Human rights abuses in China affect more than the persecuted communities, said Jessica Russo, clinical psychologist and mental health adviser for Doctors Against Forced Organ Harvesting at the forum.

Doctors Against Forced Organ Harvesting booth at the China Human Rights Advocacy Fair at the Rayburn House Office Building on Capitol Hill in Washington on Dec. 10, 2025. Madalina Kilroy/The Epoch Times

The UK-led China Tribunal exposed the CCP’s forced organ harvesting in 2019 after extensive investigation.

China Tribunal stated in its report titled, China tribunal: Final Judgement 17th June 2019, “Within the Chinese transplant system, waiting times are said to be ‘extremely short by international standards and at times, transplants of vital organs (hearts, full livers) can be ‘booked’ in advance. The alleged victims of forced organ harvesting are primarily people who follow the Buddha School meditation practice of Falun Gong, possibly along with Uyghur Muslims (a Turkic ethnic group currently being detained in vast numbers in the Xinjiang region) and some Tibetan Buddhists and House Church Christians.”

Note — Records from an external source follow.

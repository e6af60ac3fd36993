//! Trie nodes keyed by single characters.
//!
//! Nodes live in the owning index's arena and refer to their children by
//! slot, so no operation on the trie recurses per key character.

use std::collections::BTreeMap;
use std::sync::Arc;

/// Slot of a node in a [`PrefixIndex`](super::PrefixIndex) arena.
#[derive(Clone, Copy, Debug, PartialEq, Eq, Hash, PartialOrd, Ord)]
pub(crate) struct PrefixNodeId(pub(crate) usize);

impl PrefixNodeId {
    pub(crate) const ROOT: PrefixNodeId = PrefixNodeId(0);
}

/// One step of a key path. Holds the entries inserted under exactly the key
/// that leads here, in insertion order.
#[derive(Clone, Debug)]
pub(crate) struct PrefixNode<T> {
    children: BTreeMap<char, PrefixNodeId>,
    entries: Vec<Arc<T>>,
}

impl<T> PrefixNode<T> {
    pub(crate) fn new() -> Self {
        Self {
            children: BTreeMap::new(),
            entries: Vec::new(),
        }
    }

    pub(crate) fn child(&self, c: char) -> Option<PrefixNodeId> {
        self.children.get(&c).copied()
    }

    pub(crate) fn link(&mut self, c: char, child: PrefixNodeId) {
        self.children.insert(c, child);
    }

    /// Children in ascending key order.
    pub(crate) fn children(&self) -> impl DoubleEndedIterator<Item = PrefixNodeId> + '_ {
        self.children.values().copied()
    }

    pub(crate) fn child_keys(&self) -> impl Iterator<Item = char> + '_ {
        self.children.keys().copied()
    }

    pub(crate) fn entries(&self) -> &[Arc<T>] {
        &self.entries
    }

    pub(crate) fn push(&mut self, entry: Arc<T>) {
        self.entries.push(entry);
    }
}
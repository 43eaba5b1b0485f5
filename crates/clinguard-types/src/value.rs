//! Runtime values of the protocol logic language
//!
//! Protocol logic operates on a deliberately small set of JSON-like values.
//! Upstream extraction (EHR scraping, OCR, LLM summaries) does not guarantee
//! normalized types, so helpers such as [`Value::as_number`] accept numeric
//! strings as well as numbers.

use serde::{Deserialize, Serialize};
use serde_json::Value as JsonValue;
use std::fmt;

/// Largest integer exactly representable as an `f64`
const MAX_SAFE_INTEGER: f64 = 9_007_199_254_740_992.0;

/// A runtime value of the logic expression language.
///
/// `Null` doubles as the "absent" value: variable lookups of unknown paths
/// resolve to it instead of failing.
#[derive(Debug, Clone, Default, PartialEq, Serialize, Deserialize)]
#[serde(untagged)]
pub enum Value {
    /// Missing / unknown value
    #[default]
    Null,
    /// Boolean value
    Boolean(bool),
    /// Numeric value
    Number(f64),
    /// String value
    String(String),
    /// Ordered list of values
    List(Vec<Value>),
}

impl Value {
    /// Check if this value is null (absent)
    pub fn is_null(&self) -> bool {
        matches!(self, Self::Null)
    }

    /// Truthiness used by conditionals.
    ///
    /// `false`, `0`, `NaN`, the empty string, `Null` and the empty list are
    /// falsy; everything else is truthy.
    pub fn is_truthy(&self) -> bool {
        match self {
            Self::Null => false,
            Self::Boolean(b) => *b,
            Self::Number(n) => *n != 0.0 && !n.is_nan(),
            Self::String(s) => !s.is_empty(),
            Self::List(items) => !items.is_empty(),
        }
    }

    /// Try to get as Boolean
    pub fn as_boolean(&self) -> Option<bool> {
        match self {
            Self::Boolean(b) => Some(*b),
            _ => None,
        }
    }

    /// Try to get as a finite number, parsing numeric strings
    pub fn as_number(&self) -> Option<f64> {
        let n = match self {
            Self::Number(n) => *n,
            Self::String(s) => s.trim().parse::<f64>().ok()?,
            _ => return None,
        };
        n.is_finite().then_some(n)
    }

    /// Try to get as String
    pub fn as_str(&self) -> Option<&str> {
        match self {
            Self::String(s) => Some(s),
            _ => None,
        }
    }

    /// Try to get as List
    pub fn as_list(&self) -> Option<&[Value]> {
        match self {
            Self::List(items) => Some(items),
            _ => None,
        }
    }

    /// Name of the value's type, used in diagnostics
    pub fn type_name(&self) -> &'static str {
        match self {
            Self::Null => "Null",
            Self::Boolean(_) => "Boolean",
            Self::Number(_) => "Number",
            Self::String(_) => "String",
            Self::List(_) => "List",
        }
    }

    /// Create a string value
    pub fn string(value: impl Into<String>) -> Self {
        Self::String(value.into())
    }

    /// Create a list of strings
    pub fn string_list<I, S>(items: I) -> Self
    where
        I: IntoIterator<Item = S>,
        S: Into<String>,
    {
        Self::List(items.into_iter().map(|s| Self::String(s.into())).collect())
    }

    /// Convert from a JSON value.
    ///
    /// Returns `None` for JSON objects, which have no counterpart in the
    /// logic language.
    pub fn from_json(json: &JsonValue) -> Option<Self> {
        match json {
            JsonValue::Null => Some(Self::Null),
            JsonValue::Bool(b) => Some(Self::Boolean(*b)),
            JsonValue::Number(n) => n.as_f64().map(Self::Number),
            JsonValue::String(s) => Some(Self::String(s.clone())),
            JsonValue::Array(items) => items
                .iter()
                .map(Self::from_json)
                .collect::<Option<Vec<_>>>()
                .map(Self::List),
            JsonValue::Object(_) => None,
        }
    }

    /// Convert to a JSON value. Integral numbers are emitted as JSON integers.
    pub fn to_json(&self) -> JsonValue {
        match self {
            Self::Null => JsonValue::Null,
            Self::Boolean(b) => JsonValue::Bool(*b),
            Self::Number(n) if n.fract() == 0.0 && n.abs() < MAX_SAFE_INTEGER => {
                JsonValue::from(*n as i64)
            }
            Self::Number(n) => serde_json::Number::from_f64(*n)
                .map(JsonValue::Number)
                .unwrap_or(JsonValue::Null),
            Self::String(s) => JsonValue::String(s.clone()),
            Self::List(items) => JsonValue::Array(items.iter().map(Self::to_json).collect()),
        }
    }
}

impl fmt::Display for Value {
    fn fmt(&self, f: &mut fmt::Formatter<'_>) -> fmt::Result {
        match self {
            Self::Null => write!(f, "null"),
            Self::Boolean(b) => write!(f, "{}", b),
            Self::Number(n) => write!(f, "{}", n),
            Self::String(s) => write!(f, "{:?}", s),
            Self::List(items) => {
                write!(f, "[")?;
                for (i, item) in items.iter().enumerate() {
                    if i > 0 {
                        write!(f, ", ")?;
                    }
                    write!(f, "{}", item)?;
                }
                write!(f, "]")
            }
        }
    }
}

impl From<bool> for Value {
    fn from(value: bool) -> Self {
        Self::Boolean(value)
    }
}

impl From<f64> for Value {
    fn from(value: f64) -> Self {
        Self::Number(value)
    }
}

impl From<i32> for Value {
    fn from(value: i32) -> Self {
        Self::Number(f64::from(value))
    }
}

impl From<u32> for Value {
    fn from(value: u32) -> Self {
        Self::Number(f64::from(value))
    }
}

impl From<&str> for Value {
    fn from(value: &str) -> Self {
        Self::String(value.to_string())
    }
}

impl From<String> for Value {
    fn from(value: String) -> Self {
        Self::String(value)
    }
}

impl From<Vec<Value>> for Value {
    fn from(value: Vec<Value>) -> Self {
        Self::List(value)
    }
}

impl<T: Into<Value>> From<Option<T>> for Value {
    fn from(value: Option<T>) -> Self {
        value.map_or(Self::Null, Into::into)
    }
}
//! Output formatting utilities

use anyhow::{Context, Result};
use clap::ValueEnum;
use clinguard_types::ProtocolSetOutput;
use colored::Colorize;
use std::fmt::Write as _;
use std::fs;
use std::io::IsTerminal;
use std::path::Path;

/// Output format options
#[derive(Debug, Clone, Copy, Default, PartialEq, Eq, ValueEnum)]
pub enum OutputFormat {
    /// Compact JSON
    Json,
    /// Indented JSON
    #[default]
    Pretty,
    /// Human-readable report
    Summary,
}

/// Set up color output based on user preference
pub fn setup_colors(mode: &str) {
    match mode.to_lowercase().as_str() {
        "always" => colored::control::set_override(true),
        "never" => colored::control::set_override(false),
        _ => colored::control::set_override(std::io::stdout().is_terminal()),
    }
}

/// Format an error for display
pub fn format_error(error: &anyhow::Error) -> String {
    format!("{} {:#}", "Error:".red().bold(), error)
}

/// Format a warning for display
pub fn format_warning(warning: &str) -> String {
    format!("{} {}", "Warning:".yellow().bold(), warning)
}

/// Format a success message for display
pub fn format_success(message: &str) -> String {
    format!("{} {}", "Success:".green().bold(), message)
}

/// Write output to a file or stdout
pub fn write_output(content: &str, output_file: Option<&Path>) -> Result<()> {
    if let Some(path) = output_file {
        fs::write(path, content)
            .with_context(|| format!("Failed to write output file: {}", path.display()))?;
        eprintln!(
            "{}",
            format_success(&format!("Output written to {}", path.display()))
        );
    } else {
        println!("{}", content);
    }
    Ok(())
}

/// Render a batch report in the requested format
pub fn render(output: &ProtocolSetOutput, format: OutputFormat) -> Result<String> {
    match format {
        OutputFormat::Json => serde_json::to_string(output).context("Failed to serialize report"),
        OutputFormat::Pretty => {
            serde_json::to_string_pretty(output).context("Failed to serialize report")
        }
        OutputFormat::Summary => Ok(format_summary(output)),
    }
}

/// Format a batch report for a terminal
pub fn format_summary(output: &ProtocolSetOutput) -> String {
    let mut text = String::new();

    let _ = writeln!(
        text,
        "{} protocol(s) evaluated in {:.3} ms",
        output.len(),
        output.evaluation_time_ms
    );

    if !output.actions.is_empty() {
        let _ = writeln!(text, "\n{}", "Actions".bold());
        for action in &output.actions {
            let review = if action.requires_review {
                " [review]".yellow().to_string()
            } else {
                String::new()
            };
            let _ = writeln!(
                text,
                "  {} {} (confidence {:.2}){}",
                action.protocol.cyan(),
                action.action.green(),
                action.confidence,
                review
            );
        }
    }

    if !output.skipped_rules.is_empty() {
        let _ = writeln!(text, "\n{}", "Skipped".bold());
        for skip in &output.skipped_rules {
            let reason = if skip.reason.is_data_quality() {
                skip.reason.as_str().yellow()
            } else {
                skip.reason.as_str().dimmed()
            };
            let _ = writeln!(text, "  {} {}", skip.rule_id.cyan(), reason);
        }
    }

    text.trim_end().to_string()
}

“These concerns have been raised with Chinese officials and Chinese medical practitioners on numerous occasions, each time with results that have been doubted by some. Those supporting China’s medical practices claim that issues to do with unethical organ procurement have been resolved but have offered no clear evidence to support their claims,” the report added.

People living outside of China are at risk of complicity, Russo said.

“We are all involved in some way or another,” she told The Epoch Times. “We have pharmaceutical companies in the US who are doing clinical trials in China, and transplant and medical supply companies that are supplying materials for China’s transplant, and then we have patients who are lured by the short wait times. So we are heavily involved in so many levels in this crime.”

Kim said she hopes the human rights event is the first of many positive steps to come.

“Just one venue, one event, bringing all of the different organisations and individuals that are fighting for people’s freedom. … It’s just not enough,” she said.

“We need to turn all of these stories into action, and we can always do more.”